Antoine de Bengy Puyvallée et Sonja Kittelsen identifient ainsi à juste titre « certaines des tensions inhérentes à ce nouveau régime de sécurité sanitaire mondiale, notamment la résistance de l’intérêt national, le fait de privilégier les politiques de confinement à celles de prévention, et les réponses technologiques à court terme aux engagements à plus long terme dans le renforcement des systèmes de santé » (Bengy Puyvallée et Kittelsen 2019 : 61)11.
L’épidémie n’existe pas sans son contexte épidémique, et chaque virus implique une réaction sanitaire différente en fonction de ses comportements. Chaque épidémie appelle une approche réflexive qui, si elle tire les leçons des expériences passées, n’en reproduit cependant pas les réponses de manière identique.
En outre, la préparation ne doit pas être pensée et mise en œuvre indépendamment du système de santé général. Qu’est-ce que la préparation sans la lutte contre les inégalités géographiques et socio-économiques en matière de soins ?

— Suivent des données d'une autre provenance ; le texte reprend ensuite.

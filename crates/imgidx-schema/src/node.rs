//! # Schema Nodes
//!
//! A [`SchemaNode`] is the compiled, owned form of one schema object. Every
//! constraint keyword is a field; an absent field imposes nothing. Nodes
//! form a tree: references are inlined at compile time, so evaluation never
//! looks anything up.

use std::fmt;

use imgidx_core::{Document, Kind, Number};
use regex::Regex;

/// The set of kinds a `type` keyword admits.
#[derive(Debug, Clone, PartialEq, Eq)]
pub struct TypeSet(Vec<Kind>);

impl TypeSet {
    /// Build from kinds; duplicates are dropped and order normalized.
    pub fn new(kinds: impl IntoIterator<Item = Kind>) -> Self {
        let mut kinds: Vec<Kind> = kinds.into_iter().collect();
        kinds.sort();
        kinds.dedup();
        Self(kinds)
    }

    pub fn single(kind: Kind) -> Self {
        Self(vec![kind])
    }

    pub fn kinds(&self) -> &[Kind] {
        &self.0
    }

    /// Whether a node of `kind` satisfies this set. Integers are numbers,
    /// the converse does not hold.
    pub fn accepts(&self, kind: Kind) -> bool {
        self.0.contains(&kind) || (kind == Kind::Integer && self.0.contains(&Kind::Number))
    }
}

impl fmt::Display for TypeSet {
    fn fmt(&self, f: &mut fmt::Formatter<'_>) -> fmt::Result {
        match self.0.as_slice() {
            [only] => write!(f, "{only}"),
            kinds => {
                f.write_str("one of [")?;
                for (i, kind) in kinds.iter().enumerate() {
                    if i > 0 {
                        f.write_str(", ")?;
                    }
                    write!(f, "{kind}")?;
                }
                f.write_str("]")
            }
        }
    }
}

/// A compiled regular expression that must match a whole string.
#[derive(Debug, Clone)]
pub struct Pattern {
    source: String,
    regex: Regex,
}

impl Pattern {
    /// Compile `source`, anchored at both ends.
    pub fn new(source: &str) -> Result<Self, regex::Error> {
        let regex = Regex::new(&format!("^(?:{source})$"))?;
        Ok(Self {
            source: source.to_string(),
            regex,
        })
    }

    /// The pattern as written in the schema.
    pub fn as_str(&self) -> &str {
        &self.source
    }

    pub fn is_match(&self, value: &str) -> bool {
        self.regex.is_match(value)
    }
}

impl PartialEq for Pattern {
    fn eq(&self, other: &Self) -> bool {
        self.source == other.source
    }
}

/// Declarative constraints for one shape of document value.
#[derive(Debug, Clone, Default, PartialEq)]
pub struct SchemaNode {
    /// Admissible kinds. `None` admits every kind.
    pub types: Option<TypeSet>,
    /// Property names an object must carry.
    pub required: Vec<String>,
    /// Sub-schemas for named properties, in declaration order.
    pub properties: Vec<(String, SchemaNode)>,
    /// Sub-schema for object properties not named in `properties`.
    /// `None` leaves them unchecked.
    pub additional_properties: Option<Box<SchemaNode>>,
    /// Sub-schema for every array element.
    pub items: Option<Box<SchemaNode>>,
    pub pattern: Option<Pattern>,
    /// Closed set of admissible values.
    pub enumeration: Option<Vec<Document>>,
    pub minimum: Option<Number>,
    pub maximum: Option<Number>,
    /// String length bounds, in characters.
    pub min_length: Option<usize>,
    pub max_length: Option<usize>,
    pub min_items: Option<usize>,
    pub max_items: Option<usize>,
}

impl SchemaNode {
    /// A node admitting anything.
    pub fn any() -> Self {
        Self::default()
    }

    /// A node admitting exactly one kind.
    pub fn of_kind(kind: Kind) -> Self {
        Self {
            types: Some(TypeSet::single(kind)),
            ..Self::default()
        }
    }

    /// The sub-schema declared for `name`, if any.
    pub fn property(&self, name: &str) -> Option<&SchemaNode> {
        self.properties
            .iter()
            .find(|(n, _)| n == name)
            .map(|(_, node)| node)
    }

    pub fn declares(&self, name: &str) -> bool {
        self.property(name).is_some()
    }
}
impl SchemaCompiler {
    pub fn new() -> Self {
        Self::default()
    }

    /// Parse and add a schema document under `name`.
    ///
    /// # Errors
    ///
    /// Returns [`SchemaError::InvalidJson`] if `text` is not JSON.
    pub fn add_document(&mut self, name: impl Into<String>, text: &str) -> Result<&mut Self, SchemaError> {
        let name = name.into();
        let value: Value = serde_json::from_str(text).map_err(|e| SchemaError::InvalidJson {
            document: name.clone(),
            reason: e.to_string(),
        })?;
        self.documents.insert(name, value);
        Ok(self)
    }

    /// Add an already parsed schema document under `name`.
    pub fn add_value(&mut self, name: impl Into<String>, value: Value) -> &mut Self {
        self.documents.insert(name.into(), value);
        self
    }

    /// Compile the root schema of document `name`.
    pub fn compile(&self, name: &str) -> Result<SchemaNode, SchemaError> {
        let root = self
            .documents
            .get(name)
            .ok_or_else(|| SchemaError::UnknownDocument(name.to_string()))?;
        let mut refs = Vec::new();
        let node = self.node(&Cursor::root(name), root, &mut refs)?;
        tracing::debug!(document = name, "compiled schema document");
        Ok(node)
    }

    fn node(&self, at: &Cursor, value: &Value, refs: &mut Vec<String>) -> Result<SchemaNode, SchemaError> {
        let map = match value {
            Value::Bool(true) => return Ok(SchemaNode::any()),
            Value::Object(map) => map,
            other => {
                return Err(at.invalid("schema", format!("expected an object, got {}", json_kind(other))))
            }
        };

        if let Some(reference) = map.get("$ref") {
            return self.reference(at, reference, refs);
        }

        let mut node = SchemaNode::any();
        for (keyword, v) in map {
            match keyword.as_str() {
                "type" => node.types = Some(parse_types(at, v)?),
                "required" => node.required = string_list(at, keyword, v)?,
                "properties" => node.properties = self.properties(at, v, refs)?,
                "additionalProperties" => {
                    node.additional_properties = match v {
                        Value::Bool(true) => None,
                        Value::Bool(false) => {
                            return Err(at.invalid(keyword, "closed objects are not supported"))
                        }
                        _ => Some(Box::new(self.node(&at.child(keyword), v, refs)?)),
                    }
                }
                "items" => {
                    if v.is_array() {
                        return Err(at.invalid(keyword, "tuple-form items are not supported"));
                    }
                    node.items = Some(Box::new(self.node(&at.child(keyword), v, refs)?));
                }
                "pattern" => {
                    let source = v
                        .as_str()
                        .ok_or_else(|| at.invalid(keyword, "expected a string"))?;
                    let pattern = Pattern::new(source).map_err(|e| SchemaError::InvalidPattern {
                        location: at.location(),
                        pattern: source.to_string(),
                        reason: e.to_string(),
                    })?;
                    node.pattern = Some(pattern);
                }
                "enum" => {
                    let members = v
                        .as_array()
                        .filter(|a| !a.is_empty())
                        .ok_or_else(|| at.invalid(keyword, "expected a non-empty array"))?;
                    node.enumeration = Some(members.iter().map(Document::from).collect());
                }
                "minimum" => node.minimum = Some(number(at, keyword, v)?),
                "maximum" => node.maximum = Some(number(at, keyword, v)?),
                "minLength" => node.min_length = Some(count(at, keyword, v)?),
                "maxLength" => node.max_length = Some(count(at, keyword, v)?),
                "minItems" => node.min_items = Some(count(at, keyword, v)?),
                "maxItems" => node.max_items = Some(count(at, keyword, v)?),
                _ => {}
            }
        }
        Ok(node)
    }

    fn properties(
        &self,
        at: &Cursor,
        value: &Value,
        refs: &mut Vec<String>,
    ) -> Result<Vec<(String, SchemaNode)>, SchemaError> {
        let map: &Map<String, Value> = value
            .as_object()
            .ok_or_else(|| at.invalid("properties", "expected an object"))?;
        let base = at.child("properties");
        let mut properties = Vec::with_capacity(map.len());
        for (name, sub) in map {
            properties.push((name.clone(), self.node(&base.child(name), sub, refs)?));
        }
        Ok(properties)
    }

    fn reference(&self, at: &Cursor, value: &Value, refs: &mut Vec<String>) -> Result<SchemaNode, SchemaError> {
        let reference = value
            .as_str()
            .ok_or_else(|| at.invalid("$ref", "expected a string"))?;
        let (document, fragment) = match reference.split_once('#') {
            Some((document, fragment)) => (document, fragment),
            None => (reference, ""),
        };
        let document = if document.is_empty() {
            at.document.as_str()
        } else {
            document
        };

        let unresolved = || SchemaError::UnresolvedRef {
            location: at.location(),
            reference: reference.to_string(),
        };
        let target = self
            .documents
            .get(document)
            .and_then(|root| root.pointer(fragment))
            .ok_or_else(unresolved)?;

        let key = format!("{document}#{fragment}");
        if refs.contains(&key) {
            return Err(SchemaError::CyclicRef {
                location: at.location(),
                reference: reference.to_string(),
            });
        }
        refs.push(key);
        let target_cursor = Cursor {
            document: document.to_string(),
            pointer: fragment.to_string(),
        };
        let node = self.node(&target_cursor, target, refs);
        refs.pop();
        node
    }
}
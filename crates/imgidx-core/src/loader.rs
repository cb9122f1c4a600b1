//! # Document Loader
//!
//! Turns a byte stream into a [`Document`] tree. Only syntactic
//! well-formedness is checked here; conformance is the evaluator's job.
//!
//! ## Policies
//!
//! - Numbers are classified from their literal text (see [`Number`]).
//! - Duplicate object keys: the last occurrence wins and keeps the position
//!   of the first.
//! - Streams are read to completion before parsing; trailing non-whitespace
//!   is a syntax error.
//! - Nesting deeper than [`LoaderOptions::max_depth`] is rejected.

use std::io::Read;

use serde_json::Value;

use crate::document::{Document, Number, Object};
use crate::error::LoadError;
use crate::options::LoaderOptions;

const RECURSION_LIMIT_MESSAGE: &str = "recursion limit exceeded";

/// A document loader with fixed options. Cheap to copy and safe to share.
#[derive(Debug, Clone, Copy, Default)]
pub struct Loader {
    options: LoaderOptions,
}

impl Loader {
    pub fn new(options: LoaderOptions) -> Self {
        Self { options }
    }

    pub fn options(&self) -> &LoaderOptions {
        &self.options
    }

    /// Parse a complete document from bytes.
    ///
    /// # Errors
    ///
    /// Returns [`LoadError::Syntax`] with line and column if the bytes are
    /// not well-formed JSON, [`LoadError::TooDeep`] if nesting exceeds the
    /// configured limit.
    pub fn load_slice(&self, bytes: &[u8]) -> Result<Document, LoadError> {
        let value: Value = serde_json::from_slice(bytes).map_err(|e| self.parse_error(e))?;
        let document = convert(value, 1, self.options.max_depth)?;
        tracing::trace!(bytes = bytes.len(), kind = %document.kind(), "loaded document");
        Ok(document)
    }

    /// Read `reader` to the end, then parse it.
    pub fn load_reader<R: Read>(&self, mut reader: R) -> Result<Document, LoadError> {
        let mut buf = Vec::new();
        reader.read_to_end(&mut buf)?;
        self.load_slice(&buf)
    }

    pub fn load_str(&self, text: &str) -> Result<Document, LoadError> {
        self.load_slice(text.as_bytes())
    }

    /// The parser's own nesting guard fires before ours can; report it as
    /// the depth limit it is.
    fn parse_error(&self, e: serde_json::Error) -> LoadError {
        if e.is_syntax() && e.to_string().starts_with(RECURSION_LIMIT_MESSAGE) {
            LoadError::TooDeep {
                limit: self.options.max_depth,
            }
        } else {
            e.into()
        }
    }
}

/// Parse bytes with default options.
pub fn load_slice(bytes: &[u8]) -> Result<Document, LoadError> {
    Loader::default().load_slice(bytes)
}

/// Read and parse a stream with default options.
pub fn load_reader<R: Read>(reader: R) -> Result<Document, LoadError> {
    Loader::default().load_reader(reader)
}

/// Parse text with default options.
pub fn load_str(text: &str) -> Result<Document, LoadError> {
    Loader::default().load_str(text)
}

/// Convert a parsed value, counting container depth from 1 at the root.
fn convert(value: Value, depth: usize, limit: usize) -> Result<Document, LoadError> {
    match value {
        Value::Null => Ok(Document::Null),
        Value::Bool(b) => Ok(Document::Bool(b)),
        Value::Number(n) => Ok(Document::Number(Number::from_json(&n))),
        Value::String(s) => Ok(Document::String(s)),
        Value::Array(items) => {
            check_depth(depth, limit)?;
            items
                .into_iter()
                .map(|item| convert(item, depth + 1, limit))
                .collect::<Result<Vec<_>, _>>()
                .map(Document::Array)
        }
        Value::Object(map) => {
            check_depth(depth, limit)?;
            // serde_json's map already applied last-wins on duplicate keys.
            let mut object = Object::with_capacity(map.len());
            for (key, item) in map {
                object.push_unique(key, convert(item, depth + 1, limit)?);
            }
            Ok(Document::Object(object))
        }
    }
}

fn check_depth(depth: usize, limit: usize) -> Result<(), LoadError> {
    if depth > limit {
        Err(LoadError::TooDeep { limit })
    } else {
        Ok(())
    }
}
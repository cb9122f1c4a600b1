//! # imgidx-core: Foundational Types for imgidx
//!
//! This crate defines the data the validation engine operates on. Every
//! other crate in the workspace depends on `imgidx-core`; it depends on
//! nothing internal.
//!
//! ## Key Design Principles
//!
//! 1. **Syntactic number typing.** A [`Number`] remembers whether it was
//!    written as an integer literal or a fractional one. `7143.0` is never
//!    an integer, even though its value is whole.
//!
//! 2. **Immutable document tree.** A [`Document`] is built once by the
//!    [`loader`] and only ever borrowed afterwards.
//!
//! 3. **Single `MediaType` enum.** The set of document kinds with a
//!    built-in schema is closed; adding one forces every consumer to
//!    handle it.
//!
//! ## Crate Policy
//!
//! - No dependencies on other `imgidx-*` crates (this is the leaf of the DAG).
//! - No `unsafe` code.
//! - No `panic!()` or `.unwrap()` outside tests.

pub mod document;
pub mod error;
pub mod loader;
pub mod media_type;
pub mod options;
pub mod path;

// Re-export primary types for ergonomic imports.
pub use document::{Document, Kind, Number, NumberKind, Object};
pub use error::{ConfigError, LoadError, SyntaxError, SyntaxErrorCategory};
pub use loader::{load_reader, load_slice, load_str, Loader};
pub use media_type::{MediaType, UnknownMediaType};
pub use options::LoaderOptions;
pub use path::{DocumentPath, PathSegment};
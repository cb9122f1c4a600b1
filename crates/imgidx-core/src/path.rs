//! Location of a node within a document, from the root.
//!
//! Rendered dot-separated (`manifests.0.size`) for operator-facing messages.
//! The root path renders as the empty string.

use std::fmt;

use serde::{Serialize, Serializer};

/// One step from a container to a child.
#[derive(Debug, Clone, PartialEq, Eq, Hash)]
pub enum PathSegment {
    /// Object property name.
    Key(String),
    /// Array index.
    Index(usize),
}

impl fmt::Display for PathSegment {
    fn fmt(&self, f: &mut fmt::Formatter<'_>) -> fmt::Result {
        match self {
            Self::Key(key) => f.write_str(key),
            Self::Index(index) => write!(f, "{index}"),
        }
    }
}

impl From<&str> for PathSegment {
    fn from(key: &str) -> Self {
        Self::Key(key.to_string())
    }
}

impl From<usize> for PathSegment {
    fn from(index: usize) -> Self {
        Self::Index(index)
    }
}

#[derive(Debug, Clone, Default, PartialEq, Eq, Hash)]
pub struct DocumentPath(Vec<PathSegment>);

impl DocumentPath {
    pub fn root() -> Self {
        Self::default()
    }

    pub fn is_root(&self) -> bool {
        self.0.is_empty()
    }

    pub fn segments(&self) -> &[PathSegment] {
        &self.0
    }

    pub fn push(&mut self, segment: impl Into<PathSegment>) {
        self.0.push(segment.into());
    }

    pub fn pop(&mut self) -> Option<PathSegment> {
        self.0.pop()
    }

    /// A new path one segment deeper.
    pub fn join(&self, segment: impl Into<PathSegment>) -> Self {
        let mut path = self.clone();
        path.push(segment);
        path
    }
}

impl fmt::Display for DocumentPath {
    fn fmt(&self, f: &mut fmt::Formatter<'_>) -> fmt::Result {
        for (i, segment) in self.0.iter().enumerate() {
            if i > 0 {
                f.write_str(".")?;
            }
            write!(f, "{segment}")?;
        }
        Ok(())
    }
}

impl Serialize for DocumentPath {
    fn serialize<S: Serializer>(&self, serializer: S) -> Result<S::Ok, S::Error> {
        serializer.collect_str(self)
    }
}

impl<S: Into<PathSegment>> FromIterator<S> for DocumentPath {
    fn from_iter<I: IntoIterator<Item = S>>(iter: I) -> Self {
        Self(iter.into_iter().map(Into::into).collect())
    }
}
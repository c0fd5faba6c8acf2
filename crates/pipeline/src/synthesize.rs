//! Request and typings synthesizers: graph statements to TypeScript syntax.

use std::sync::Arc;

use genapi_core::ast::{
    ImportItem, TsFunction, TsImport, TsModule, TsParam, TsProp, TsType, TsTypeDef, TsVariable,
    TypeDefKind, VarKind,
};
use genapi_core::graph::{
    Graph, StatementField, StatementFunction, StatementImported, StatementInterface,
    StatementTypeAlias, StatementVariable, VariableFlag,
};
use genapi_core::{ConfigRead, Dispatcher, Output, OutputKind, Result, Synthesizer};

/// Dispatcher wired with the request and typings synthesizers.
pub fn dispatcher() -> Dispatcher {
    Dispatcher::new(Arc::new(RequestSynthesizer), Arc::new(TypingsSynthesizer))
}

/// The request file: client imports, variables and one function per operation.
///
/// Types come from the typings output when the record has one; otherwise they
/// are declared inline.
#[derive(Debug, Clone, Copy, Default)]
pub struct RequestSynthesizer;

impl Synthesizer for RequestSynthesizer {
    fn synthesize(&self, record: &ConfigRead, _output: &Output) -> Result<TsModule> {
        let graph = &record.graphs;
        let mut imports: Vec<TsImport> = graph.imports.iter().map(import).collect();
        let mut types = Vec::new();

        match record.output(&OutputKind::Typings) {
            Some(typings) => {
                let names = imported_type_names(graph);
                let from = record
                    .config
                    .meta
                    .import
                    .as_ref()
                    .and_then(|import| import.typings.clone())
                    .or_else(|| typings.import.clone());
                if let (false, Some(from)) = (names.is_empty(), from) {
                    imports.push(TsImport {
                        default: None,
                        namespace: None,
                        items: names
                            .into_iter()
                            .map(|name| ImportItem { name, alias: None })
                            .collect(),
                        from,
                        type_only: true,
                    });
                }
            }
            None => types = type_defs(graph),
        }

        Ok(TsModule {
            header: graph.comments.clone(),
            imports,
            variables: graph.variables.iter().map(variable).collect(),
            types,
            functions: graph.functions.iter().map(function).collect(),
        })
    }
}

/// The typings file: every alias and interface, plus the response helper.
#[derive(Debug, Clone, Copy, Default)]
pub struct TypingsSynthesizer;

impl Synthesizer for TypingsSynthesizer {
    fn synthesize(&self, record: &ConfigRead, _output: &Output) -> Result<TsModule> {
        Ok(TsModule {
            header: record.graphs.comments.clone(),
            types: type_defs(&record.graphs),
            ..TsModule::default()
        })
    }
}

fn imported_type_names(graph: &Graph) -> Vec<String> {
    let mut names: Vec<String> = graph.type_names().into_iter().map(str::to_string).collect();
    if graph.response.infer.is_some() {
        names.push(graph.response.type_name.clone());
    }
    names
}

fn type_defs(graph: &Graph) -> Vec<TsTypeDef> {
    let mut defs: Vec<TsTypeDef> = graph
        .typings
        .iter()
        .map(alias)
        .chain(graph.interfaces.iter().map(interface))
        .collect();
    if let Some(infer) = &graph.response.infer {
        defs.push(TsTypeDef {
            name: format!("{}<T>", graph.response.type_name),
            kind: TypeDefKind::TypeAlias {
                ty: TsType::Ref(infer.clone()),
            },
            docs: Vec::new(),
            is_export: true,
        });
    }
    defs
}

fn import(statement: &StatementImported) -> TsImport {
    let (default, namespace) = match (&statement.name, statement.namespace) {
        (Some(name), true) => (None, Some(name.clone())),
        (name, false) => (name.clone(), None),
        (None, true) => (None, None),
    };
    TsImport {
        default,
        namespace,
        items: statement
            .names
            .iter()
            .map(|name| ImportItem {
                name: name.clone(),
                alias: None,
            })
            .collect(),
        from: statement.value.clone(),
        type_only: statement.type_only,
    }
}

fn variable(statement: &StatementVariable) -> TsVariable {
    TsVariable {
        kind: match statement.flag {
            VariableFlag::Const => VarKind::Const,
            VariableFlag::Let => VarKind::Let,
            VariableFlag::Var => VarKind::Var,
        },
        name: statement.name.clone(),
        init: statement.value.clone(),
        is_export: statement.export,
    }
}

fn alias(statement: &StatementTypeAlias) -> TsTypeDef {
    TsTypeDef {
        name: statement.name.clone(),
        kind: TypeDefKind::TypeAlias {
            ty: TsType::from_expr(Some(&statement.value)),
        },
        docs: statement.description.clone(),
        is_export: statement.export,
    }
}

fn interface(statement: &StatementInterface) -> TsTypeDef {
    TsTypeDef {
        name: statement.name.clone(),
        kind: TypeDefKind::Interface {
            properties: statement.properties.iter().map(prop).collect(),
        },
        docs: statement.description.clone(),
        is_export: statement.export,
    }
}

fn prop(field: &StatementField) -> TsProp {
    TsProp {
        name: field.name.clone(),
        ty: TsType::from_expr(field.ty.as_deref()),
        optional: !field.required,
        docs: field.description.clone(),
    }
}

fn function(statement: &StatementFunction) -> TsFunction {
    let mut docs = statement.description.clone();
    for field in &statement.parameters {
        if let Some((first, rest)) = field.description.split_first() {
            docs.push(format!("@param {} {first}", field.name));
            docs.extend(rest.iter().cloned());
        }
    }
    TsFunction {
        name: statement.name.clone(),
        docs,
        params: statement
            .parameters
            .iter()
            .map(|field| TsParam {
                name: field.name.clone(),
                ty: field.ty.as_deref().map(|ty| TsType::from_expr(Some(ty))),
                optional: !field.required,
            })
            .collect(),
        return_type: statement
            .return_type
            .as_deref()
            .map(|ty| TsType::from_expr(Some(ty))),
        body: statement.body.clone(),
        is_async: statement.is_async,
        is_export: true,
    }
}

Une préparation étendue inclurait alors le système de santé et ses usagers. L’expérience de pays cumulant faiblesse du système de santé et épisodes épidémiques est à ce sujet éclairante. Kamara et ses co-auteurs suggèrent « que les populations rurales de Sierra Leone répondent aux risques d’infection de manière rationnelle et calibrée. Les bénéfices de cette réponse ont été expérimentés lors de l’épidémie d’Ebola de 2014-2015. Nous ne voyons aucune preuve qu’il n’en sera pas de même avec COVID-19. Il faut faire confiance aux communautés pour jouer un rôle plus complet dans le contrôle des infections » (Kamara et al. 2020 : 7)12. Au lieu de travailler contre les communautés en faisant « la guerre aux virus », on gagnerait à collaborer avec elles pour négocier collectivement les risques. Pour reprendre la distinction faite par Lakoff (p. 103) entre la logique actuarielle qui sous-tend la prévention des risques avant l’avènement de la preparedness — calcul de la probabilité pour un risque d’advenir — et les normes de preparedness — qui entendent se préparer un risque anticipé à partir de sentinelles, intégrer la communauté reviendrait en partie à introduire la question de la distribution du risque en tenant compte de la capacité des populations à l’atténuer.
Si les mémoires incorporées au sein des communautés peuvent parfois favoriser les peurs et les logiques d’évitement, elles sont aussi une source puissante de connaissances fondées sur l’expérience sur lesquelles construire des réponses collectives à une pandémie (Richards 2016). La reconnaissance de ces savoirs et expériences pourrait conduire à transformer la preparedness d’un programme vertical et descendant en une préparation assumée collectivement. Les travaux de Lakoff constituent une fondation incontournable de cette réflexion et une invitation à la poursuivre.